Cosa la preoccupa del rapporto con l’Europa?

Nel caso in cui venisse applicato alla lettera il contratto, comporterebbe uno sforamento molto significativo dei livelli di deficit e debito pubblico al cui controllo ci siamo impegnati nell’ambito di regole condivise. È lì che si vedrà  come vorrà posizionarsi il governo. Misure di riforma da parte del un governo sono legittime, ma alcune (come flat tax e reddito di cittadinanza) sono in contraddizione tra loro e richiedono, in ogni caso, idonea copertura. Farlo a deficit sarebbe molto pericoloso non solo per il rapporto con l’Europa, ma anche per il messaggio che si darebbe  a chi deve investire in titoli di debito pubblico italiano. L’impatto sulla sostenibilità del debito sarebbe evidente  e rifinanziare il nostro debito pubblico diventerebbe molto più oneroso.

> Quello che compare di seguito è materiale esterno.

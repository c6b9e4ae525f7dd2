pub mod client;
pub mod core;
pub mod service;

// Re-export commonly used items
pub use client::{pick_client, FireForward, FireInfo, FirewallClient, Operation, RuleKind, Strategy};
pub use core::error::FirewallError;
pub use service::FirewallService;
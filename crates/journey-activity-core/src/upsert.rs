//! Record upsert with ordered endpoint fallback.
//!
//! The upstream platform exposes more than one write API for the same data
//! collection, and which of them accepts a given collection depends on how it
//! was provisioned. The engine therefore walks an ordered list of
//! [`UpsertCandidate`]s, each pairing an endpoint path with a payload shape,
//! and stops at the first 2xx. A candidate failing for any reason (transport
//! error, timeout, non-2xx) only moves the loop to the next candidate.
//!
//! Built-in candidates, in order:
//!
//! 1. **Rowset** (synchronous data events):
//!    `POST /hub/v1/dataevents/key:{collection_key}/rowset` with
//!    `[{"keys": {..}, "values": {..}}]`
//! 2. **Async rows**:
//!    `POST /data/v1/async/dataextensions/key:{collection_key}/rows` with
//!    `{"items": [{..}]}`
//!
//! Extra candidates from configuration are tried after these.

use async_trait::async_trait;
use serde::{Deserialize, Serialize};
use serde_json::{json, Map, Value};
use std::sync::Arc;
use std::time::Duration;
use tracing::{info, instrument, warn};

use crate::config::{RecordFieldNames, UpsertConfig};
use crate::error::UpsertError;
use crate::upstream::TokenProvider;

pub const ROWSET_PATH: &str = "/hub/v1/dataevents/key:{collection_key}/rowset";
pub const ASYNC_ROWS_PATH: &str = "/data/v1/async/dataextensions/key:{collection_key}/rows";

// ============================================================================
// Candidates
// ============================================================================

/// Body layout expected by an upsert endpoint.
#[derive(Debug, Clone, Copy, PartialEq, Eq, Serialize, Deserialize)]
#[serde(rename_all = "snake_case")]
pub enum PayloadShape {
    /// `[{"keys": {key}, "values": {key, message}}]`
    KeysValuesList,

    /// `{"items": [{key, message}]}`
    FlatItems,
}

impl PayloadShape {
    pub fn build(&self, fields: &RecordFieldNames, record_key: &str, message: &str) -> Value {
        let mut values = Map::new();
        values.insert(fields.key.clone(), Value::String(record_key.to_string()));
        values.insert(fields.message.clone(), Value::String(message.to_string()));

        match self {
            Self::KeysValuesList => {
                let mut keys = Map::new();
                keys.insert(fields.key.clone(), Value::String(record_key.to_string()));
                json!([{ "keys": keys, "values": values }])
            }
            Self::FlatItems => json!({ "items": [values] }),
        }
    }
}

/// One endpoint and payload shape to try.
#[derive(Debug, Clone, PartialEq, Eq, Serialize, Deserialize)]
pub struct UpsertCandidate {
    /// Name used in logs and results.
    pub name: String,

    /// Path below the REST base URL; must contain `{collection_key}`.
    pub path_template: String,

    pub shape: PayloadShape,
}

impl UpsertCandidate {
    pub const COLLECTION_PLACEHOLDER: &'static str = "{collection_key}";

    pub fn rowset() -> Self {
        Self {
            name: "Synchronous Data Events API".to_string(),
            path_template: ROWSET_PATH.to_string(),
            shape: PayloadShape::KeysValuesList,
        }
    }

    pub fn async_rows() -> Self {
        Self {
            name: "Async Data Extensions API".to_string(),
            path_template: ASYNC_ROWS_PATH.to_string(),
            shape: PayloadShape::FlatItems,
        }
    }

    /// The built-in candidates in priority order.
    pub fn defaults() -> Vec<Self> {
        vec![Self::rowset(), Self::async_rows()]
    }

    pub fn url(&self, rest_base_url: &str, collection_key: &str) -> String {
        format!(
            "{}{}",
            rest_base_url.trim_end_matches('/'),
            self.path_template
                .replace(Self::COLLECTION_PLACEHOLDER, collection_key)
        )
    }
}

// ============================================================================
// Results
// ============================================================================

/// The first candidate that accepted the write.
#[derive(Debug, Clone, PartialEq)]
pub struct UpsertSuccess {
    pub candidate: String,
    pub status: u16,

    /// Parsed JSON body, or the raw text as a JSON string.
    pub body: Value,
}

/// Why one candidate failed.
#[derive(Debug, Clone, PartialEq, Eq)]
pub enum AttemptFailure {
    Status { status: u16, body: String },
    Timeout,
    Transport(String),
}

impl AttemptFailure {
    fn status(&self) -> Option<u16> {
        match self {
            Self::Status { status, .. } => Some(*status),
            _ => None,
        }
    }

    fn describe(&self, candidate: &str) -> String {
        match self {
            Self::Status { status, body } => format!("{}: HTTP {} {}", candidate, status, body),
            Self::Timeout => format!("{}: timed out", candidate),
            Self::Transport(message) => format!("{}: {}", candidate, message),
        }
    }
}

/// Classify an exhausted attempt list.
///
/// Any 401 wins; then every candidate answering 400; then a final 404.
/// Everything else is an upstream error carrying the last failure.
pub fn classify_failures(attempts: &[(String, AttemptFailure)], collection_key: &str) -> UpsertError {
    let (last_name, last_failure) = match attempts.last() {
        Some(last) => last,
        None => return UpsertError::NoCandidates,
    };
    let count = attempts.len();
    let message = last_failure.describe(last_name);

    if let Some((name, failure)) = attempts.iter().find(|(_, f)| f.status() == Some(401)) {
        return UpsertError::AuthFailure {
            attempts: count,
            message: failure.describe(name),
        };
    }

    if attempts.iter().all(|(_, f)| f.status() == Some(400)) {
        return UpsertError::BadRequest {
            attempts: count,
            message,
        };
    }

    if last_failure.status() == Some(404) {
        return UpsertError::NotFound {
            collection_key: collection_key.to_string(),
            attempts: count,
            message,
        };
    }

    UpsertError::Upstream {
        status: last_failure.status(),
        attempts: count,
        message,
    }
}

// ============================================================================
// Engine
// ============================================================================

/// Writes one record to the target collection.
#[async_trait]
pub trait RecordUpserter: Send + Sync {
    async fn upsert(&self, record_key: &str, message: &str) -> Result<UpsertSuccess, UpsertError>;
}

/// Upserts through the candidate list against the upstream REST API.
pub struct UpsertEngine {
    http: reqwest::Client,
    tokens: Arc<dyn TokenProvider>,
    collection_key: String,
    fields: RecordFieldNames,
    candidates: Vec<UpsertCandidate>,
    write_timeout: Duration,
}

impl UpsertEngine {
    pub fn new(
        http: reqwest::Client,
        tokens: Arc<dyn TokenProvider>,
        collection_key: impl Into<String>,
        fields: RecordFieldNames,
        config: &UpsertConfig,
    ) -> Self {
        Self {
            http,
            tokens,
            collection_key: collection_key.into(),
            fields,
            candidates: config.candidates(),
            write_timeout: config.write_timeout(),
        }
    }

    pub fn candidates(&self) -> &[UpsertCandidate] {
        &self.candidates
    }

    async fn attempt(
        &self,
        candidate: &UpsertCandidate,
        url: &str,
        access_token: &str,
        body: &Value,
    ) -> Result<UpsertSuccess, AttemptFailure> {
        let response = self
            .http
            .post(url)
            .bearer_auth(access_token)
            .json(body)
            .timeout(self.write_timeout)
            .send()
            .await
            .map_err(|e| {
                if e.is_timeout() {
                    AttemptFailure::Timeout
                } else {
                    AttemptFailure::Transport(e.to_string())
                }
            })?;

        let status = response.status();
        let text = response
            .text()
            .await
            .map_err(|e| AttemptFailure::Transport(e.to_string()))?;

        if !status.is_success() {
            return Err(AttemptFailure::Status {
                status: status.as_u16(),
                body: text,
            });
        }

        let body = serde_json::from_str(&text).unwrap_or(Value::String(text));
        Ok(UpsertSuccess {
            candidate: candidate.name.clone(),
            status: status.as_u16(),
            body,
        })
    }
}

#[async_trait]
impl RecordUpserter for UpsertEngine {
    #[instrument(skip(self, message), fields(collection = %self.collection_key))]
    async fn upsert(&self, record_key: &str, message: &str) -> Result<UpsertSuccess, UpsertError> {
        if self.candidates.is_empty() {
            return Err(UpsertError::NoCandidates);
        }

        let credential = self.tokens.authenticate().await?;
        let mut failures: Vec<(String, AttemptFailure)> = Vec::with_capacity(self.candidates.len());

        for candidate in &self.candidates {
            let url = candidate.url(credential.rest_base_url(), &self.collection_key);
            let body = candidate.shape.build(&self.fields, record_key, message);

            info!(candidate = %candidate.name, url = %url, "Attempting upsert");

            match self
                .attempt(candidate, &url, credential.access_token(), &body)
                .await
            {
                Ok(success) => {
                    info!(
                        candidate = %success.candidate,
                        status = success.status,
                        "Upsert succeeded"
                    );
                    return Ok(success);
                }
                Err(failure) => {
                    warn!(
                        candidate = %candidate.name,
                        status = ?failure.status(),
                        failure = %failure.describe(&candidate.name),
                        "Upsert candidate failed; trying next"
                    );
                    failures.push((candidate.name.clone(), failure));
                }
            }
        }

        let error = classify_failures(&failures, &self.collection_key);
        if matches!(error, UpsertError::AuthFailure { .. }) {
            self.tokens.invalidate(&credential).await;
        }

        warn!(error = %error, "All API endpoints failed");
        Err(error)
    }
}

#[cfg(test)]
#[path = "upsert_tests.rs"]
mod tests;
//! # Journey Activity Core
//!
//! Execution pipeline for a journey-orchestration "custom activity" webhook.
//!
//! The orchestrator calls the activity once per record moving through a
//! journey. Each call is reduced to a canonical payload, written to an
//! upstream data collection through an ordered list of endpoint candidates,
//! and recorded in an audit collection on a best-effort basis.
//!
//! ## Architecture
//!
//! Components are wired through trait seams so the HTTP layer and tests can
//! substitute their own collaborators:
//! - [`credentials::CredentialVerifier`] checks inbound signed tokens
//! - [`payload::PayloadNormalizer`] extracts the record key, message and correlation ID
//! - [`upstream::TokenProvider`] exchanges client credentials for a bearer token
//! - [`upsert::RecordUpserter`] writes the record, falling back across candidates
//! - [`audit::ExecutionAuditor`] records the outcome
//! - [`execute::ExecuteHandler`] drives the pipeline and never fails
//!
//! ## Usage
//!
//! ```rust
//! use journey_activity_core::payload::{ExecutionRequest, PayloadNormalizer};
//! use journey_activity_core::credentials::CredentialVerifier;
//!
//! let normalizer = PayloadNormalizer::new(Default::default(), CredentialVerifier::new(None));
//! let request = ExecutionRequest::from_raw(
//!     Some("application/json"),
//!     br#"{"inArguments":[{"contactKey":"101010","customMessage":"hello"}]}"#,
//! );
//!
//! let payload = normalizer.normalize(&request);
//! assert_eq!(payload.record_key, "101010");
//! assert_eq!(payload.message, "hello");
//! ```

pub mod audit;
pub mod config;
pub mod credentials;
pub mod error;
pub mod execute;
pub mod lifecycle;
pub mod payload;
pub mod upsert;
pub mod upstream;

pub use config::{
    AuditFieldNames, CollectionConfig, InboundFieldNames, InvalidConfig, RecordFieldNames,
    UpsertConfig, UpstreamConfig,
};
pub use error::{AuditError, AuthError, UpsertError, UpsertFailureKind};
pub use execute::{ExecuteHandler, ExecutionReport, ExecutionState};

In tal senso, la scelta di Enzo Moavero Milanesi per la Farnesina può essere considerata un bilanciamento rispetto alla figura di Paolo Savona, che andrà agli Affari europei dopo il veto all’Economia proprio per posizioni euro-scettiche?

Penso che sia proprio questa la corretta chiave di lettura. Si tratta di una scelta ineccepibile sotto il profilo del messaggio di rassicurazione che invia ai partner europei. Comunque, è bene evidenziare che il ruolo di Paolo Savona nella compagine di governo è tutto da definire e da verificare. Il ministro per gli Affari europei è una figura “a soffietto”: potrebbe avere deleghe pesanti o molto più leggere. Ciò dipenderà dalla distribuzione delle competenze che verrà definita dal presidente del Consiglio. Sicuramente, sarebbe stata più inquietante la sua presenza al ministero dell’economia proprio in virtù di prese di posizione, rese pubbliche, su un’ipotesi di piano B sull’uscita dall’euro. Oggi, gestire il rapporto con l’Europa anche sotto il profilo di riforma della governance dell’Eurozona sarà responsabilità del presidente del Consiglio e del ministro dell’Economia e delle Finanze.

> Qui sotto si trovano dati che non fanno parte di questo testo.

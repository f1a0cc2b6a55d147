//! Error types for the HTTP service

use journey_activity_core::InvalidConfig;

/// Service-level errors
#[derive(Debug, thiserror::Error)]
pub enum ServiceError {
    #[error("Failed to bind to address {address}: {message}")]
    BindFailed { address: String, message: String },

    #[error("Server failed: {message}")]
    ServerFailed { message: String },

    #[error("Configuration error: {0}")]
    Configuration(#[from] ConfigError),
}

impl ServiceError {
    /// Process exit code for this failure.
    pub fn exit_code(&self) -> i32 {
        match self {
            Self::BindFailed { .. } => 1,
            Self::ServerFailed { .. } => 2,
            Self::Configuration(_) => 3,
        }
    }
}

/// Configuration errors
#[derive(Debug, thiserror::Error)]
pub enum ConfigError {
    #[error("Invalid configuration: {message}")]
    Invalid { message: String },

    #[error(transparent)]
    Field(#[from] InvalidConfig),

    #[error("Failed to build HTTP client: {message}")]
    HttpClient { message: String },
}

Passando ai temi della difesa, alcuni esperti del settore concordano sul fatto che l’attuazione del Libro Bianco debba essere la priorità del nuovo ministro Elisabetta Trenta. È d’accordo?

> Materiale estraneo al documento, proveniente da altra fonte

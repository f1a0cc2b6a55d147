//! Inbound signed-token verification.
//!
//! The orchestrator signs lifecycle calls with a shared secret (HMAC). The
//! verifier never fails loudly: it reports what happened and leaves the
//! trust decision to the caller. Lifecycle steps log and proceed; the payload
//! normalizer only reads claims that verified.

use jsonwebtoken::{decode, Algorithm, DecodingKey, Validation};
use serde_json::Value;
use std::collections::HashSet;
use std::fmt;
use tracing::{debug, instrument};

/// Why verification was not attempted.
#[derive(Debug, Clone, Copy, PartialEq, Eq)]
pub enum SkipReason {
    NoToken,
    NoSecret,
}

impl fmt::Display for SkipReason {
    fn fmt(&self, f: &mut fmt::Formatter<'_>) -> fmt::Result {
        match self {
            Self::NoToken => write!(f, "no token supplied"),
            Self::NoSecret => write!(f, "no signing secret configured"),
        }
    }
}

/// Outcome of verifying one token.
#[derive(Debug, Clone, PartialEq)]
pub enum Verification {
    /// Signature and expiry checked; claims can be trusted.
    Verified { claims: Value },

    /// Nothing to check against.
    Skipped { reason: SkipReason },

    /// The token was present but failed verification.
    Rejected { reason: String },
}

impl Verification {
    pub fn is_valid(&self) -> bool {
        matches!(self, Self::Verified { .. })
    }

    /// Verified claims, if any.
    pub fn claims(&self) -> Option<&Value> {
        match self {
            Self::Verified { claims } => Some(claims),
            _ => None,
        }
    }

    pub fn into_claims(self) -> Option<Value> {
        match self {
            Self::Verified { claims } => Some(claims),
            _ => None,
        }
    }
}

/// Verifies HMAC-signed tokens against the shared activity secret.
#[derive(Clone)]
pub struct CredentialVerifier {
    secret: Option<String>,
}

impl CredentialVerifier {
    pub fn new(secret: Option<String>) -> Self {
        let secret = secret.filter(|s| !s.is_empty());
        Self { secret }
    }

    pub fn is_configured(&self) -> bool {
        self.secret.is_some()
    }

    /// Verify `token`. Absent token or secret yields [`Verification::Skipped`].
    ///
    /// Expiry is enforced only when the token carries an `exp` claim.
    #[instrument(skip(self, token), fields(token_present = token.is_some()))]
    pub fn verify(&self, token: Option<&str>) -> Verification {
        let token = match token.map(str::trim).filter(|t| !t.is_empty()) {
            Some(token) => token,
            None => {
                return Verification::Skipped {
                    reason: SkipReason::NoToken,
                }
            }
        };

        let secret = match &self.secret {
            Some(secret) => secret,
            None => {
                return Verification::Skipped {
                    reason: SkipReason::NoSecret,
                }
            }
        };

        let mut validation = Validation::new(Algorithm::HS256);
        validation.algorithms = vec![Algorithm::HS256, Algorithm::HS384, Algorithm::HS512];
        validation.required_spec_claims = HashSet::new();
        validation.validate_aud = false;

        match decode::<Value>(
            token,
            &DecodingKey::from_secret(secret.as_bytes()),
            &validation,
        ) {
            Ok(data) => {
                debug!("Token verified");
                Verification::Verified {
                    claims: data.claims,
                }
            }
            Err(e) => Verification::Rejected {
                reason: e.to_string(),
            },
        }
    }
}

impl fmt::Debug for CredentialVerifier {
    fn fmt(&self, f: &mut fmt::Formatter<'_>) -> fmt::Result {
        f.debug_struct("CredentialVerifier")
            .field("secret", &self.secret.as_ref().map(|_| "<REDACTED>"))
            .finish()
    }
}

#[cfg(test)]
#[path = "credentials_tests.rs"]
mod tests;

Sicuramente il Libro bianco per la difesa e la sicurezza nazionale è un impegno importante, che indica una serie di misure che mi auguro possano essere seguite. Sul fronte della difesa, vedo comunque due problemi. Primo, la nostra proiezione internazionale in termini di partecipazione alle missioni all’estero. Su questo c’è un lunga traccia di posizioni critiche assunte delle forze politiche che ora formano il governo, e dunque non sarei sorpreso se il nuovo esecutivo decidesse di ridurre la presenza italiana nelle missioni militari internazionali. Anche in questo caso, si tratterebbe di una scelta legittima, ma che non potrà non avere un impatto sulla credibilità del Paese nei vari consessi internazionali, a partire dall’Alleanza Atlantica. Secondo, il tema delle spesa per la difesa. Assisteremo, come avviene ormai da tempo, a pressioni sempre più insistenti da parte americana e temo che, nel frattempo, ci sarà ancora meno margine di prima per aumentare gli investimenti nel settore. Temo, infatti, che gli aumenti della spesa pubblica necessaria per finanziare le riforme che figurano nel programma di governo limiteranno la possibilità di aumentare le risorse per le difesa.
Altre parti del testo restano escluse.